In the age of digital marketing and brand competition, companies spend huge amounts of money to remain visible to their target audience.
However, in Kenya, businesses often benefit from a powerful — and free — form of advertising: the unintentional promotion by consumers.
Through everyday habits, Kenyans constantly amplify brands without realising it, turning into walking, talking, and posting billboards.
Here are some of the most common ways this subtle advertising happens.
1. Branded shopping bags that are bought
In many supermarkets and retail shops across Kenya, it’s common to be charged for shopping bags. These bags, mostly made of non-woven material, paper, or eco-friendly fabric, are branded with the company’s logo, name, and sometimes even a slogan or contact information.
Customers use them not just to carry goods home, but later as household storage bags, handbags for errands, or even school bags for younger children.
READ ALSO: 6 businesses that reap big from Nairobi’s daily traffic jams
What many don’t realise is that they are essentially paying to advertise the brand. These bags, which often cost between Sh10 and Sh50, are seen by hundreds as the user moves around with them in public spaces, buses, markets, and offices.
Businesses benefit greatly from this visibility without spending a coin on billboard or poster space.
This quiet form of marketing is especially powerful because it blends into normal life — people trust what they see in other people’s hands more than paid ads.
2. Wearing branded promotional clothing
Event organisers, political campaigns, corporates, and NGOs often distribute branded t-shirts, caps, hoodies, and jackets during activations.
For many Kenyans, especially in rural or low-income areas, these items are functional — they offer comfort, warmth, and sometimes even status.
It’s not uncommon to see people wearing branded clothes from banks, telecommunication companies, or even past election campaigns years after the event.
READ ALSO: Overrated Nairobi estates & why they don't live up to the hype
These clothes, boldly marked with logos, slogans, and even promotional messages, are a walking advertisement.
Every time someone wears them, they help the brand gain visibility — and this is repeated every day across villages, estates, bus stops, and even classrooms.
Clothes last long, and as long as they’re in good shape, they’ll continue to carry the brand forward.

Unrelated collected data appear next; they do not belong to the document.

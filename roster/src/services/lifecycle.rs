//! Participant lifecycle: joining an event and verifying participation.

use crate::metrics::{PARTICIPANTS_JOIN_REPLAYED, PARTICIPANTS_JOINED, PARTICIPANTS_VERIFIED};
use roster_core::environment::Clock;
use roster_core::store::{AppendOutcome, VerificationOutcome};
use roster_core::types::{EventId, Participant, ParticipantView, User, UserId, VerificationStatus};
use roster_core::{AggregateStore, Resource, RosterError, UserDirectory};
use std::sync::Arc;

/// Join and verify.
///
/// ```text
///            join_event               verify(1)
///  (absent) ───────────► unverified ◄──────────► verified
///                                     verify(0)
/// ```
///
/// Both transitions are idempotent. The user is looked up before the event,
/// so a request naming a missing user and a missing event reports the user.
#[derive(Clone)]
pub struct ParticipantLifecycle {
    store: Arc<dyn AggregateStore>,
    users: Arc<dyn UserDirectory>,
    clock: Arc<dyn Clock>,
}

impl ParticipantLifecycle {
    /// Create a lifecycle service.
    #[must_use]
    pub fn new(store: Arc<dyn AggregateStore>, users: Arc<dyn UserDirectory>, clock: Arc<dyn Clock>) -> Self {
        Self { store, users, clock }
    }

    async fn require_user(&self, user_id: UserId) -> Result<User, RosterError> {
        self.users
            .find_user(user_id)
            .await?
            .ok_or_else(|| RosterError::not_found(Resource::User, user_id))
    }

    /// Enroll a user in an event.
    ///
    /// Returns the new entry, or the existing one if the user already joined.
    ///
    /// # Errors
    ///
    /// - [`RosterError::NotFound`] if the user or the event does not exist
    /// - [`RosterError::StoreUnavailable`] if the store fails
    pub async fn join_event(&self, event_id: EventId, user_id: UserId) -> Result<ParticipantView, RosterError> {
        let user = self.require_user(user_id).await?;
        let candidate = Participant::new(user_id, self.clock.now());

        match self.store.append_participant(event_id, candidate).await? {
            AppendOutcome::Appended(participant) => {
                metrics::counter!(PARTICIPANTS_JOINED).increment(1);
                tracing::info!(%event_id, %user_id, participant_id = %participant.id, "User joined event");
                Ok(ParticipantView::new(participant, user))
            },
            AppendOutcome::AlreadyJoined(participant) => {
                metrics::counter!(PARTICIPANTS_JOIN_REPLAYED).increment(1);
                tracing::debug!(%event_id, %user_id, "User already joined event");
                Ok(ParticipantView::new(participant, user))
            },
            AppendOutcome::EventMissing => Err(RosterError::not_found(Resource::Event, event_id)),
        }
    }

    /// Set a participant's verification status.
    ///
    /// Re-applying the current status succeeds without writing.
    ///
    /// # Errors
    ///
    /// - [`RosterError::NotFound`] if the user, the event, or the user's entry
    ///   in the event does not exist
    /// - [`RosterError::StoreUnavailable`] if the store fails
    pub async fn verify_participant(
        &self,
        event_id: EventId,
        user_id: UserId,
        verified: VerificationStatus,
    ) -> Result<ParticipantView, RosterError> {
        let user = self.require_user(user_id).await?;

        match self
            .store
            .set_verification(event_id, user_id, verified, self.clock.now())
            .await?
        {
            VerificationOutcome::Updated(participant) => {
                let status = if participant.is_verified() { "verified" } else { "unverified" };
                metrics::counter!(PARTICIPANTS_VERIFIED, "status" => status).increment(1);
                tracing::info!(%event_id, %user_id, status, "Participant verification changed");
                Ok(ParticipantView::new(participant, user))
            },
            VerificationOutcome::Unchanged(participant) => {
                tracing::debug!(%event_id, %user_id, ?verified, "Participant verification already set");
                Ok(ParticipantView::new(participant, user))
            },
            VerificationOutcome::ParticipantMissing => Err(RosterError::not_found(
                Resource::Participant,
                format!("{user_id} in event {event_id}"),
            )),
            VerificationOutcome::EventMissing => Err(RosterError::not_found(Resource::Event, event_id)),
        }
    }

    /// [`verify_participant`](Self::verify_participant) with the raw `0`/`1`
    /// value as it arrives from a caller.
    ///
    /// # Errors
    ///
    /// [`RosterError::InvalidArgument`] for anything other than 0 or 1, then
    /// as [`verify_participant`](Self::verify_participant).
    pub async fn verify_participant_value(
        &self,
        event_id: EventId,
        user_id: UserId,
        verified: i64,
    ) -> Result<ParticipantView, RosterError> {
        let verified = VerificationStatus::try_from(verified)?;
        self.verify_participant(event_id, user_id, verified).await
    }
}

Most companies rarely consider how deeply their branding lives in the everyday Kenyan wardrobe.
3. Taking and posting branded food and product photos online
The love for social media among Kenyans, especially the youth, has turned everyday product consumption into a marketing opportunity — often unintentionally.
Whenever someone orders a coffee from a popular café or has food delivered by a fast-food brand, there’s a high chance they’ll snap a photo and post it online.
READ ALSO: Kenya’s street food culture: Innovation, popular foods & impact of social media
Whether on Instagram Stories, WhatsApp status, X (formerly Twitter), or Facebook, the post often includes visible branding — a logo on the coffee cup, branded napkins, food containers, or the delivery packaging.
This form of advertising is incredibly powerful because it’s organic. It comes with social proof: someone enjoying the product enough to show it off.
The brand benefits from a wider reach without paying for it — especially when the post goes viral or is reshared.
In some cases, these posts even lead others to make similar purchases, especially when the food or product looks appealing. This kind of free digital visibility has more influence than traditional ads.
4. Reusing branded packaging at home
Kenyans are known for their creativity and resourcefulness — and nowhere is this more evident than in how packaging is reused at home.
Containers from yoghurt, margarine, peanut butter, and even plastic buckets from washing detergent are rarely thrown away. Instead, they’re repurposed to store food, grains, stationery, or even water.
)
These branded containers continue to serve a purpose in households for months or even years.
A child might carry porridge to school in a branded yoghurt container, or a parent might store tea leaves in a margarine tub that still has the product’s name and colours intact.
This reuse might seem purely functional, but it extends the life of the brand in a very personal space — the home.
Visitors, relatives, neighbours, and even domestic workers interact with these containers, seeing the brand repeatedly.
This unconscious branding helps products remain top-of-mind — and can even influence purchasing decisions during the next shopping trip.
5. Word-of-mouth and ‘Brand Loyalty’ in conversations
Kenyans are naturally communal people. Whether it's a conversation in a matatu, a comment in a WhatsApp group, or gossip in a local kiosk, product recommendations fly freely and frequently.
This is another subtle but powerful form of free advertising: word-of-mouth.
Many Kenyans recommend shops, products, and services based on personal experience or price offers — not because they’ve been paid.
Statements like “Hiyo unga ni poa kuliko ile ingine” or “Nunua hii simu, wanapeana guarantee” are everyday interactions that boost a company’s image without any formal marketing involved.
In some cases, people even defend brands online or promote them passionately because of good experiences, loyalty, or personal preference.
These casual endorsements are more persuasive than advertisements, because they come from people we trust — friends, neighbours, and peers.